COVID-19, the respiratory disease caused by SARS-CoV-2, is thought to cause a milder illness in pregnancy with a greater proportion of asymptomatic carriers. This has important implications for the risk of patient-to-staff, staff-to-staff and staff-to-patient transmission among health professionals in maternity units. The aim of this study was to investigate the prevalence of previously undiagnosed SARS-CoV-2 infection in health professionals from two tertiary-level maternity units in London, UK, and to determine associations between healthcare workers' characteristics, reported symptoms and serological evidence of prior SARS-CoV-2 infection. In total, 200 anaesthetists, midwives and obstetricians, with no previously confirmed diagnosis of COVID-19, were tested for immune seroconversion using laboratory IgG assays. Comprehensive symptom and medical histories were also collected. Five out of 40 (12.5%; 95%CI 4.2-26.8%) anaesthetists, 7/52 (13.5%; 95%CI 5.6-25.8%) obstetricians and 17/108 (15.7%; 95%CI 9.5-24.0%) midwives were seropositive, with an overall total of 29/200 (14.5%; 95%CI 9.9-20.1%) of maternity healthcare workers testing positive for IgG antibodies against SARS-CoV-2. Of those who had seroconverted, 10/29 (35.5%) were completely asymptomatic. Fever or cough were only present in 6/29 (21%) and 10/29 (35%) respectively.

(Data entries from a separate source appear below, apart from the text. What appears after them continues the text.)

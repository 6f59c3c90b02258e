//! Handlers for the `/jobs` resource.
//!
//! All endpoints identify the caller via [`Caller`]; a caller only ever
//! sees and touches their own jobs.

use axum::extract::{Path, Query, State};
use axum::http::StatusCode;
use axum::response::IntoResponse;
use axum::Json;
use serde::{Deserialize, Serialize};
use unplugd_core::error::CoreError;
use unplugd_core::job_status::JobStatus;
use unplugd_core::types::JobId;
use validator::Validate;

use crate::error::{AppError, AppResult};
use crate::middleware::owner::Caller;
use crate::response::DataResponse;
use crate::state::AppState;

// ---------------------------------------------------------------------------
// DTOs
// ---------------------------------------------------------------------------

#[derive(Debug, Deserialize, Validate)]
#[serde(rename_all = "camelCase")]
pub struct CreateJobRequest {
    #[validate(length(min = 1, max = 255))]
    pub filename: String,
    #[validate(length(max = 255))]
    pub content_type: Option<String>,
}

/// Where the client should upload the media for a new job.
#[derive(Debug, Serialize)]
#[serde(rename_all = "camelCase")]
pub struct CreatedJob {
    pub job_id: JobId,
    pub status: JobStatus,
    pub upload_bucket: String,
    pub source_key: String,
}

#[derive(Debug, Deserialize)]
pub struct JobListQuery {
    pub status: Option<String>,
}

pub(crate) fn validation_error(err: validator::ValidationErrors) -> AppError {
    AppError::Core(CoreError::Validation(err.to_string()))
}

// ---------------------------------------------------------------------------
// Create
// ---------------------------------------------------------------------------

/// POST /api/v1/jobs
///
/// Create a `PENDING_UPLOAD` job. Returns 201 with the upload location.
pub async fn create_job(
    caller: Caller,
    State(state): State<AppState>,
    Json(input): Json<CreateJobRequest>,
) -> AppResult<impl IntoResponse> {
    input.validate().map_err(validation_error)?;

    let job = state
        .jobs
        .create_job(&caller.owner_id, &input.filename, input.content_type)
        .await?;

    let created = CreatedJob {
        job_id: job.job_id,
        status: job.status,
        upload_bucket: state.jobs.upload_bucket().to_string(),
        source_key: job.source_key,
    };
    Ok((StatusCode::CREATED, Json(DataResponse { data: created })))
}

// ---------------------------------------------------------------------------
// Read
// ---------------------------------------------------------------------------

/// GET /api/v1/jobs
///
/// The caller's jobs, newest first, optionally filtered by `status`.
pub async fn list_jobs(
    caller: Caller,
    State(state): State<AppState>,
    Query(params): Query<JobListQuery>,
) -> AppResult<impl IntoResponse> {
    let status = params.status.as_deref().map(JobStatus::parse).transpose()?;
    let jobs = state.jobs.list(&caller.owner_id, status).await?;
    Ok(Json(DataResponse { data: jobs }))
}

/// GET /api/v1/jobs/{job_id}
pub async fn get_job(
    caller: Caller,
    State(state): State<AppState>,
    Path(job_id): Path<JobId>,
) -> AppResult<impl IntoResponse> {
    let job = state.jobs.get(&caller.owner_id, job_id).await?;
    Ok(Json(DataResponse { data: job }))
}

// ---------------------------------------------------------------------------
// Delete
// ---------------------------------------------------------------------------

/// DELETE /api/v1/jobs/{job_id}
///
/// Removes artifacts, the upload and the record. Returns 204, or 404 if
/// there was no record.
pub async fn delete_job(
    caller: Caller,
    State(state): State<AppState>,
    Path(job_id): Path<JobId>,
) -> AppResult<StatusCode> {
    if state.jobs.delete(&caller.owner_id, job_id).await? {
        Ok(StatusCode::NO_CONTENT)
    } else {
        Err(AppError::Core(CoreError::NotFound {
            entity: "Job",
            id: job_id.to_string(),
        }))
    }
}

// ---------------------------------------------------------------------------
// Retry
// ---------------------------------------------------------------------------

/// POST /api/v1/jobs/{job_id}/retry
///
/// Re-run a FAILED job from its original upload. Returns 202, or 409 if
/// the job is not FAILED.
pub async fn retry_job(
    caller: Caller,
    State(state): State<AppState>,
    Path(job_id): Path<JobId>,
) -> AppResult<impl IntoResponse> {
    let job = state.jobs.retry(&caller.owner_id, job_id).await?;
    Ok((StatusCode::ACCEPTED, Json(DataResponse { data: job })))
}
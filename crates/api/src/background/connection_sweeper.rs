//! Periodic purge of expired connection rows.
//!
//! A row normally disappears on disconnect; rows left behind by crashed
//! servers or dropped sockets are removed once past `expires_at`.

use std::sync::Arc;
use std::time::Duration;

use chrono::Utc;
use tokio_util::sync::CancellationToken;
use unplugd_db::ConnectionRegistry;

/// Run the sweep loop until `cancel` is triggered.
pub async fn run(registry: Arc<dyn ConnectionRegistry>, every: Duration, cancel: CancellationToken) {
    tracing::info!(interval_secs = every.as_secs(), "Connection sweeper started");

    let mut interval = tokio::time::interval(every);

    loop {
        tokio::select! {
            _ = cancel.cancelled() => {
                tracing::info!("Connection sweeper stopping");
                break;
            }
            _ = interval.tick() => {
                match registry.purge_expired(Utc::now()).await {
                    Ok(0) => tracing::debug!("Connection sweep: nothing expired"),
                    Ok(purged) => tracing::info!(purged, "Connection sweep: purged expired rows"),
                    Err(e) => tracing::error!(error = %e, "Connection sweep failed"),
                }
            }
        }
    }
}

#[cfg(test)]
mod tests {
    use unplugd_db::models::connection::Connection;
    use unplugd_db::MemoryConnectionRegistry;

    use super::*;

    #[tokio::test(start_paused = true)]
    async fn purges_expired_rows_until_cancelled() {
        let registry = Arc::new(MemoryConnectionRegistry::new());
        registry
            .put(Connection::open("stale", "alice", chrono::Duration::seconds(-1)))
            .await
            .unwrap();
        registry
            .put(Connection::open("live", "alice", chrono::Duration::hours(2)))
            .await
            .unwrap();

        let cancel = CancellationToken::new();
        let handle = tokio::spawn(run(
            registry.clone(),
            Duration::from_secs(300),
            cancel.clone(),
        ));

        tokio::time::sleep(Duration::from_secs(1)).await;
        assert!(!registry.contains("stale").await);
        assert!(registry.contains("live").await);

        cancel.cancel();
        handle.await.unwrap();
    }
}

Anosmia was the most common symptom occurring in 15/29 (52%) seropositive participants and was the only symptom that was predictive of positive seroconversion (OR 18; 95%CI 6-55). Of those who were seropositive, 59% had not self-isolated at any point and continued to provide patient care in the hospital setting. This is the largest study of baseline immune seroconversion in maternity healthcare workers conducted to date and reveals that one out of six were seropositive, of whom one out of three were asymptomatic. This has significant implications for the risk of occupational transmission of SARS-CoV-2 for both staff and patients in maternity units. Regular testing of staff, including asymptomatic staff should be considered to reduce transmission risk.

Type: Article
Title: A cross-sectional study of immune seroconversion to SARS-CoV-2 in frontline maternity health professionals
Location: England
Open access status: An open access version is available from UCL Discovery
DOI: 10.1111/anae.15229
Publisher version: https://doi.org/10.1111/anae.15229
Language: English
Additional information: © 2020 The Authors. Anaesthesia published by John Wiley & Sons Ltd on behalf of Association of Anaesthetists. This is an open access article under the terms of the Creative Commons Attribution‐NonCommercial‐NoDerivs License (http://creativecommons.org/licenses/by-nc-nd/4.0/).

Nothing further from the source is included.